After you investigate the data in the Survey Report, you have several choices:

If Your Investigation Shows This

Do This

All loops are vectorizing properly and performance is satisfactory.

You are done! Congratulations!

One or more loops is not vectorizing properly and performance is unsatisfactory.

  1. Improve application performance using Recommendations and Compiler Diagnostic Details information to guide your efforts.

  2. Rebuild your modified code.

  3. Run another Survey analysis to verify all loops are vectorizing properly and performance is satisfactory.

You need more information (because, for example, there is an assumed dependency compiler diagnostic, or there are expensive memory instructions like gathers, inserts, or shuffles).

Continue your investigation by:
  1. Marking one or more loops for deeper analysis

  2. Defining the appropriate Project Properties for the Refinement analysis you plan to run

  3. Running one or more Refinement analyses

If this further investigation shows there is room for improvement:
  1. Make the improvements.

  2. Rebuild your modified code.

  3. Run another Survey analysis to verify your application still runs correctly and all test cases pass, all loops are vectorizing properly, and performance is satisfactory.

Otherwise, you are done!

Run Dependencies Analysis

This step is optional.

Before running a Dependencies analysis, make sure you:
  • Set the appropriate Project Properties for the Dependencies Analysis type. (Use the same application, but a smaller input data set if possible. And select Track stack variables to detect all possible dependencies.)
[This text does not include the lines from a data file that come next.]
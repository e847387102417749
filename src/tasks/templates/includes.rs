//! The include graph of the template tree.
//!
//! Every template is a node, every `include`, `extends`, `import` or
//! `from` tag adds an edge from the template to the referenced one. The
//! graph is rebuilt from the sources on each run, templates affected by a
//! change are found by walking the edges backwards.

use std::collections::{HashMap, HashSet};
use std::fs;
use std::io;

use camino::{Utf8Path, Utf8PathBuf};
use petgraph::graph::{DiGraph, NodeIndex};
use petgraph::visit::{Dfs, Reversed};

const TAGS: &[&str] = &["include", "extends", "import", "from"];

#[derive(Debug, Default)]
pub(crate) struct IncludeGraph {
    graph: DiGraph<Utf8PathBuf, ()>,
    nodes: HashMap<Utf8PathBuf, NodeIndex>,
}

impl IncludeGraph {
    /// Reads every template in `templates` (paths relative to `source`).
    pub(crate) fn build(source: &Utf8Path, templates: &[Utf8PathBuf]) -> io::Result<Self> {
        let mut graph = Self::default();

        for template in templates {
            let text = fs::read_to_string(source.join(template))?;
            let from = graph.node(template);

            for name in references(&text) {
                let to = graph.node(Utf8Path::new(&name));
                graph.graph.update_edge(from, to, ());
            }
        }

        Ok(graph)
    }

    fn node(&mut self, path: &Utf8Path) -> NodeIndex {
        if let Some(&index) = self.nodes.get(path) {
            return index;
        }

        let index = self.graph.add_node(path.to_owned());
        self.nodes.insert(path.to_owned(), index);
        index
    }

    /// Every template which transitively references one of `changed`, the
    /// changed templates themselves included.
    pub(crate) fn dependents<'a>(
        &self,
        changed: impl IntoIterator<Item = &'a Utf8Path>,
    ) -> HashSet<Utf8PathBuf> {
        let reversed = Reversed(&self.graph);
        let mut found = HashSet::new();

        for path in changed {
            let Some(&start) = self.nodes.get(path) else {
                found.insert(path.to_owned());
                continue;
            };

            let mut dfs = Dfs::new(reversed, start);
            while let Some(index) = dfs.next(reversed) {
                found.insert(self.graph[index].clone());
            }
        }

        found
    }
}

/// Template names referenced by the tags of `text`.
fn references(text: &str) -> Vec<String> {
    let mut names = Vec::new();
    let mut rest = text;

    while let Some(start) = rest.find("{%") {
        let after = &rest[start + 2..];
        let Some(end) = after.find("%}") else {
            break;
        };

        let tag = after[..end].trim_matches(|c: char| c.is_whitespace() || c == '-' || c == '+');
        let keyword = tag.split_whitespace().next().unwrap_or("");

        if TAGS.contains(&keyword) {
            names.extend(literals(&tag[keyword.len()..]));
        }

        rest = &after[end + 2..];
    }

    names
}

/// String literals of a tag body. `from` and `import` reference a single
/// template, `include` may also take a list.
fn literals(body: &str) -> Vec<String> {
    let mut found = Vec::new();
    let mut chars = body.chars();

    while let Some(c) = chars.next() {
        if c != '"' && c != '\'' {
            continue;
        }

        let literal: String = chars.by_ref().take_while(|&next| next != c).collect();
        if !literal.is_empty() {
            found.push(literal);
        }
    }

    found
}

#[cfg(test)]
mod tests {
    use tempfile::TempDir;

    use super::*;
    use crate::io::write;

    #[test]
    fn test_references() {
        let text = r#"
{% extends "_includes/layout.jinja" %}
{%- include ['_includes/a.jinja', "_includes/b.jinja"] ignore missing -%}
{% from '_includes/macros.jinja' import card %}
{% set title = "not a template" %}
"#;

        assert_eq!(
            references(text),
            vec![
                "_includes/layout.jinja",
                "_includes/a.jinja",
                "_includes/b.jinja",
                "_includes/macros.jinja",
            ]
        );
    }

    #[test]
    fn test_transitive_dependents() {
        let dir = TempDir::new().unwrap();
        let source = Utf8PathBuf::try_from(dir.path().to_path_buf()).unwrap();

        write(&source.join("_includes/head.jinja"), "<head>").unwrap();
        write(
            &source.join("_includes/layout.jinja"),
            "{% include '_includes/head.jinja' %}{% block body %}{% endblock %}",
        )
        .unwrap();
        write(
            &source.join("index.jinja"),
            "{% extends '_includes/layout.jinja' %}",
        )
        .unwrap();
        write(&source.join("about.jinja"), "<p>about</p>").unwrap();

        let templates: Vec<Utf8PathBuf> = vec![
            "_includes/head.jinja".into(),
            "_includes/layout.jinja".into(),
            "about.jinja".into(),
            "index.jinja".into(),
        ];
        let graph = IncludeGraph::build(&source, &templates).unwrap();

        let found = graph.dependents([Utf8Path::new("_includes/layout.jinja")]);
        let mut found: Vec<_> = found.iter().map(|p| p.as_str()).collect();
        found.sort();
        assert_eq!(found, vec!["_includes/layout.jinja", "index.jinja"]);

        let found = graph.dependents([Utf8Path::new("_includes/head.jinja")]);
        let mut found: Vec<_> = found.iter().map(|p| p.as_str()).collect();
        found.sort();

        assert_eq!(
            found,
            vec!["_includes/head.jinja", "_includes/layout.jinja", "index.jinja"]
        );
    }
}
  • Mark one or more un-vectorized loops for deeper analysis in the Survey Report.

Under Check Dependences in the Vectorization Workflow, click the Intel Advisor control: Run analysis control to collect Dependencies data while your application executes.

After the Intel Advisor collects the data, it displays a Dependencies-focused Refinement Report similar to the following:


Intel Advisor: Dependencies Report
There are many controls available to help you focus on the data most important to you, including the following:

1

To display more information in the Dependencies Report about a loop you selected for deeper analysis: Click the associated data row.

To choose a loop of interest to display in the Dependencies Source window: Double-click the associated data row.

2

To display instruction addresses and code snippets for associated code locations in the Code Locations pane: Click a data row.

To choose a problem of interest to display in the Dependencies Source window: Right click a data row, then choose View Source.

To open your default editor in another tab/window: Right-click a data row, then choose Edit Source to open an editor tab.

3

To choose a code location of interest to display in the Dependencies Source window:
  • Click a data row.

  • Right-click a data row, then choose View Source.

To open your default editor in another tab/window: Right-click a data row, then choose Edit Source to open an editor tab.

4

Use the Filter pane to:
  • Temporarily limit the items displayed in the Problems and Messages pane by clicking filter criteria in one or more filter categories.

  • Deselect filter criteria in one filter category, or deselect filter criteria in all filter categories.

  • Sort all filter criteria by name in ascending alphabetical order or by count in descending numerical order. (You cannot change the order in which filter categories are presented.

5

To populate these columns and the Memory Access Patterns Report with data, run a Memory Access Patterns analysis.

6

Click the control to show/hide the Workflow pane.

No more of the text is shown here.